Nationalmannschaft

Mentale Stärke gefragt

Florian Wirtz, Karim Adeyemi und Jamal Musiala gelten als Mega-Talente. Werden sie dem öffentlichen Druck dauerhaft standhalten?

06.10.2021

Von CARSTEN MUTH

So jung und schon so gut. Jamal Musiala, Florian Wirtz und Karim Adeyemi agieren bereits als Teenager auf Spitzenniveau, sind in der Lage, den Unterschied auszumachen. Die drei Offensiv-Spezialisten stehen vor den anstehenden WM-Qualifikationsspielen am Freitag in Hamburg gegen Rumänien und am kommenden Montag in Nordmazedonien (beide 20.45 Uhr/RTL) inzwischen auch in der deutschen Fußball-Nationalmannschaft im Blickpunkt. Der 18-jährige Jamal Musiala hat sein Können schon bei der EM im Sommer angedeutet. Im Starensemble von Rekordmeister Bayern München erhält er regelmäßige Einsatzzeiten. Musiala ist ein Instinkt-Fußballer, ein Dribbelkönig mit elegantem Bewegungsablauf, den Rekordnationalspieler Lothar Matthäus bereits als „den neuen Neymar“ handelt.

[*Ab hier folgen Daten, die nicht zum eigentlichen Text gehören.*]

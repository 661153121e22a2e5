//! Spool directory of pending write-intent drafts.
//!
//! The worker drains `*.json` drafts from a spool directory and files each
//! one under `done/` or `failed/` by outcome. Retry scheduling across
//! process restarts is the producer's responsibility; the worker only
//! moves files.

use clinsync_core::WriteDraft;
use std::fs;
use std::io;
use std::path::{Path, PathBuf};

const DONE_DIR_NAME: &str = "done";
const FAILED_DIR_NAME: &str = "failed";

pub struct Spool {
    dir: PathBuf,
    done: PathBuf,
    failed: PathBuf,
}

impl Spool {
    /// Opens (and creates, if needed) the spool directory structure.
    pub fn open(dir: impl Into<PathBuf>) -> io::Result<Self> {
        let dir = dir.into();
        let done = dir.join(DONE_DIR_NAME);
        let failed = dir.join(FAILED_DIR_NAME);
        fs::create_dir_all(&dir)?;
        fs::create_dir_all(&done)?;
        fs::create_dir_all(&failed)?;
        Ok(Self { dir, done, failed })
    }

    /// Reads all pending drafts, oldest file name first.
    ///
    /// Drafts that cannot be parsed are logged and filed under `failed/`
    /// immediately.
    pub fn scan(&self) -> Vec<(PathBuf, WriteDraft)> {
        let mut drafts = Vec::new();

        let entries = match fs::read_dir(&self.dir) {
            Ok(entries) => entries,
            Err(err) => {
                tracing::warn!(dir = %self.dir.display(), error = %err, "cannot read spool");
                return drafts;
            }
        };

        for entry in entries.flatten() {
            let path = entry.path();
            if !path.is_file() || path.extension().and_then(|ext| ext.to_str()) != Some("json") {
                continue;
            }

            let parsed = fs::read_to_string(&path)
                .map_err(|err| err.to_string())
                .and_then(|contents| {
                    serde_json::from_str::<WriteDraft>(&contents).map_err(|err| err.to_string())
                });
            match parsed {
                Ok(draft) => drafts.push((path, draft)),
                Err(err) => {
                    tracing::warn!(
                        draft = %path.display(),
                        error = %err,
                        "unreadable draft, filing under failed/"
                    );
                    if let Err(err) = self.finish(&path, false) {
                        tracing::warn!(draft = %path.display(), error = %err, "could not move draft");
                    }
                }
            }
        }

        drafts.sort_by(|(a, _), (b, _)| a.cmp(b));
        drafts
    }

    /// Files a processed draft under `done/` or `failed/`.
    pub fn finish(&self, path: &Path, completed: bool) -> io::Result<()> {
        let name = path
            .file_name()
            .ok_or_else(|| io::Error::new(io::ErrorKind::InvalidInput, "draft path has no name"))?;
        let dest = if completed { &self.done } else { &self.failed };
        fs::rename(path, dest.join(name))
    }
}
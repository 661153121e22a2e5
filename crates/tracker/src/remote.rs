//! Remote metadata service collaborator.

use crate::metadata::{MetadataFilter, MetadataPage, MetadataRecord};
use crate::reference::Reference;
use async_trait::async_trait;
use chrono::{DateTime, Utc};

/// Errors reported by a [`MetadataSource`].
#[derive(Debug, Clone, thiserror::Error)]
pub enum RemoteError {
    /// The request could not be completed; the condition may clear.
    #[error("transport failure: {0}")]
    Transport(String),

    /// The remote rejected the request; repeating it will not help.
    #[error("remote rejected request: {0}")]
    Rejected(String),

    /// The remote answered with a payload this crate cannot decode.
    #[error("could not decode remote payload: {0}")]
    Decode(String),
}

impl RemoteError {
    /// True when the cache may retry the request with backoff.
    pub fn is_transient(&self) -> bool {
        matches!(self, RemoteError::Transport(_))
    }
}

/// The remote metadata service the cache mediates access to.
///
/// Absence of an object is reported as `Ok(None)`, never as an error;
/// errors mean the question could not be answered.
#[async_trait]
pub trait MetadataSource: Send + Sync {
    /// Fetch the metadata object resolving `reference`, if any.
    async fn fetch_by_reference(
        &self,
        reference: &Reference,
    ) -> Result<Option<MetadataRecord>, RemoteError>;

    /// Fetch one page of a filtered listing.
    async fn fetch_page(
        &self,
        filter: &MetadataFilter,
        offset: u32,
        limit: u32,
    ) -> Result<MetadataPage, RemoteError>;

    /// References of objects modified since `since`.
    ///
    /// This is the poll side of the staleness-signal feed; see
    /// [`crate::poll::ChangePoller`].
    async fn fetch_changed_since(
        &self,
        since: DateTime<Utc>,
    ) -> Result<Vec<Reference>, RemoteError>;
}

Als Mega-Talent gilt auch der schnelle wie technisch glänzende Florian Wirtz, 18, der beim Tabellenzweiten Bayer Leverkusen auf eine selbstverständliche Art und Weise Tore schießt und vorbereitet, dass es einem schlicht den Atem raubt. „Der Junge ist unfassbar gut“, sagt Bayer-Torwart Lukas Hradecky, der mit seinen 31 Lenzen schon viel im Profi-Fußball erlebt hat.

Beeindruckend tritt Karim Adeyemi auf. Auch er ist mit außergewöhnlichen individuellen Fähigkeiten ausgestattet, was Spieltempo, Torabschluss und den Mut betrifft, in Eins-gegen-Eins-Duelle zu gehen. Bei RB Salzburg übernimmt der 19-Jährige viel Verantwortung. Wie kürzlich beim 2:1 in der Champions League gegen Lille, als Adeyemi zwei Elfmeter verwandelte.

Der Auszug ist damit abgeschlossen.